## Task to carry out
Your output should be the lines of the entries below, exactly, from the first one through the line that holds "treated as 1.".

## Task input
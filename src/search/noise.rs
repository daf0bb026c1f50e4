use std::cmp::Reverse;
use log::debug;
use rand::rngs::SmallRng;
use rand::{Rng, SeedableRng};
use crate::board::Position;
use crate::search::eval::{Evaluator, PieceValues, ScoredMove};

/// Choose a move uniformly from the first `topk` entries of an already
/// ordered list. `topk` of 0 is treated as 1.
pub fn choose_noisy_from_order(order: &[ScoredMove], topk: usize, rng: &mut SmallRng) -> Option<ScoredMove> {
    if order.is_empty() { return None; }
    let k = topk.max(1).min(order.len());
    let idx = rng.gen_range(0..k);
    Some(order[idx].clone())
}

/// The simulated opponent: numeric evaluator plus a seeded top-K pick.
pub struct Opponent {
    evaluator: Evaluator,
    topk: usize,
    rng: SmallRng,
}

impl Opponent {
    pub fn new(values: PieceValues, topk: usize, seed: u64) -> Self {
        Self { evaluator: Evaluator::new(values), topk, rng: SmallRng::seed_from_u64(seed) }
    }

    pub fn pick(&mut self, position: &Position) -> Option<ScoredMove> {
        let mut order = self.evaluator.scored_moves(position);
        // stable, so equal scores keep generation order
        order.sort_by_key(|m| Reverse(m.score));
        let choice = choose_noisy_from_order(&order, self.topk, &mut self.rng);
        if let Some(m) = &choice {
            debug!("opponent: {} of {} candidates -> {} (score {})", self.topk.min(order.len()), order.len(), m.mv.uci(), m.score);
        }
        choice
    }
}
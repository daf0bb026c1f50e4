// Simplified-rules chess engine for short casual matches
pub mod error;
pub mod board;
pub mod rules;
pub mod movegen;
pub mod search;
pub mod game;
pub mod config;
pub mod perft;
pub mod selfplay;
pub mod shell;

// Re-exports for the common entry points
pub use board::{Color, Piece, PieceKind, Position, Square};
pub use error::EngineError;
pub use movegen::{generate_moves, is_legal};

## Completed exercise
filename src/search/noise.rs
repository daf0bb026c1f50e4
use std::cmp::Reverse;
use log::debug;
use rand::rngs::SmallRng;
use rand::{Rng, SeedableRng};
use crate::board::Position;
use crate::search::eval::{Evaluator, PieceValues, ScoredMove};

/// Choose a move uniformly from the first `topk` entries of an already
/// ordered list. `topk` of 0 is treated as 1.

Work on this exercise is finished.